The project is masterminded by Hadlow College, a further education and higher education college, which says it can create up to 1,000 jobs, put miners back to work and equip them and their families with skills for the 21st century.
Where previous attempts to regenerate the area have fallen short, or simply been forgotten entirely, this time, those involved say, it will be different.
Much of the reason for that is the vision of Mark Lumsdon-Taylor, the director of finance and resources at Hadlow College, who cuts a figure of corporate defiance in stark contrast to the former men of the mines.
He has convinced the Government that a £40m investment is enough to put East Kent back on the map with a “global laboratory” that will bring together business, education, mining heritage, technology and rural tourism. Just over a quarter of the funds will come from the public sector, while £29m will come from businesses.

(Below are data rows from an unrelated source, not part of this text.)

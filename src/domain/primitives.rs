//! Domain primitives: TimeMs, Clock, GeoPoint, Role, Actor.

use serde::{Deserialize, Serialize};
use std::str::FromStr;
use std::sync::atomic::{AtomicI64, Ordering};
use std::sync::Arc;

/// Time in milliseconds since Unix epoch.
#[derive(Debug, Clone, Copy, PartialEq, Eq, PartialOrd, Ord, Hash, Serialize, Deserialize)]
pub struct TimeMs(pub i64);

impl TimeMs {
    pub fn new(ms: i64) -> Self {
        TimeMs(ms)
    }

    pub fn now() -> Self {
        TimeMs(chrono::Utc::now().timestamp_millis())
    }

    pub fn as_ms(&self) -> i64 {
        self.0
    }

    /// Whole minutes elapsed from `self` to `later`, truncated. Negative spans yield 0.
    pub fn minutes_until(&self, later: TimeMs) -> i64 {
        (later.0 - self.0).max(0) / 60_000
    }
}

/// Server-side time source for every recorded timestamp.
pub trait Clock: Send + Sync + std::fmt::Debug {
    fn now(&self) -> TimeMs;
}

#[derive(Debug, Clone, Copy, Default)]
pub struct SystemClock;

impl Clock for SystemClock {
    fn now(&self) -> TimeMs {
        TimeMs::now()
    }
}

/// A clock that only moves when told to. Clones share the same time.
#[derive(Debug, Clone)]
pub struct ManualClock {
    ms: Arc<AtomicI64>,
}

impl ManualClock {
    pub fn at(start: TimeMs) -> Self {
        Self {
            ms: Arc::new(AtomicI64::new(start.as_ms())),
        }
    }

    pub fn set(&self, at: TimeMs) {
        self.ms.store(at.as_ms(), Ordering::SeqCst);
    }

    pub fn advance_minutes(&self, minutes: i64) {
        self.ms.fetch_add(minutes * 60_000, Ordering::SeqCst);
    }
}

impl Clock for ManualClock {
    fn now(&self) -> TimeMs {
        TimeMs(self.ms.load(Ordering::SeqCst))
    }
}

/// A WGS84 coordinate reported by a device or geocoded from an address.
#[derive(Debug, Clone, Copy, PartialEq, Serialize, Deserialize)]
pub struct GeoPoint {
    pub lat: f64,
    pub lon: f64,
}

impl GeoPoint {
    pub fn new(lat: f64, lon: f64) -> Self {
        Self { lat, lon }
    }

    /// Great-circle distance in kilometres (haversine).
    pub fn distance_km(&self, other: &GeoPoint) -> f64 {
        const EARTH_RADIUS_KM: f64 = 6371.0;
        let d_lat = (other.lat - self.lat).to_radians();
        let d_lon = (other.lon - self.lon).to_radians();
        let a = (d_lat / 2.0).sin().powi(2)
            + self.lat.to_radians().cos() * other.lat.to_radians().cos() * (d_lon / 2.0).sin().powi(2);
        2.0 * EARTH_RADIUS_KM * a.sqrt().asin()
    }
}

/// Role of the caller, as established by the (external) auth layer.
#[derive(Debug, Clone, Copy, PartialEq, Eq, Hash, Serialize, Deserialize)]
#[serde(rename_all = "lowercase")]
pub enum Role {
    Client,
    Provider,
    Admin,
}

impl Role {
    pub fn as_str(&self) -> &'static str {
        match self {
            Role::Client => "client",
            Role::Provider => "provider",
            Role::Admin => "admin",
        }
    }
}

impl FromStr for Role {
    type Err = String;

    fn from_str(s: &str) -> Result<Self, Self::Err> {
        match s.trim().to_ascii_lowercase().as_str() {
            "client" => Ok(Role::Client),
            "provider" => Ok(Role::Provider),
            "admin" => Ok(Role::Admin),
            other => Err(format!("unknown role: {}", other)),
        }
    }
}

impl std::fmt::Display for Role {
    fn fmt(&self, f: &mut std::fmt::Formatter<'_>) -> std::fmt::Result {
        f.write_str(self.as_str())
    }
}

/// The identity triggering an operation.
#[derive(Debug, Clone, Copy, PartialEq, Eq, Hash, Serialize, Deserialize)]
pub struct Actor {
    pub id: i64,
    pub role: Role,
}

impl Actor {
    pub fn client(id: i64) -> Self {
        Self { id, role: Role::Client }
    }

    pub fn provider(id: i64) -> Self {
        Self { id, role: Role::Provider }
    }

    pub fn admin(id: i64) -> Self {
        Self { id, role: Role::Admin }
    }
}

Gary Cox, 61, sees this as a new opportunity but admits it has been a challenge to ignite the enthusiasm of his former comrades – some of whom remain so disillusioned that they see this as striking a pact with the old enemy.
“You have to understand that, after we lost our collieries, we were hurt. We didn’t just lose our jobs. We lost our communities and our bus routes. Our welfare clubs started struggling. The medical centres shut down.” Because there was no pool of labour in rural Kent to staff its mines during the Twenties, its mine-owners hired men from all over the country. But their arrival horrified the locals. In Deal, where many of the miners lived, communities were shocked to find gangs of pitmen in hobnailed boots marching to and from work in the early hours.
Signs soon appeared in shops and bars saying “no miners”, while former mineworker Jim Crews remembers a sign that advertised “miners’ bacon”, comprised of old scraps of meat and fish that had not been sold.
“It is almost exactly like European immigration into the UK now. I sometimes tell my friends, before you start hating foreigners for taking jobs, don’t forget how we were treated. We didn’t know what apartheid was, but we certainly learnt how it felt.”
During the 1984-85 coal strike, many backed Arthur Scargill, and the “militancy” for which Kent became known then still rankles. But the miners feel that this, too, is an unfair representation. “We were not militant,” says Cox.
“The idea that Scargill took us out to strike is totally wrong. We knew Thatcher wanted to shut our pits and we either came out or fought, or we simply let them take our livelihoods. All we were doing was looking after our colliery and looking out for our future.”
The past is gone. But, should Hadlow College’s vision amount to more than another empty promise, the future may finally see those who were consigned to history at the end of the last century recognised by the next.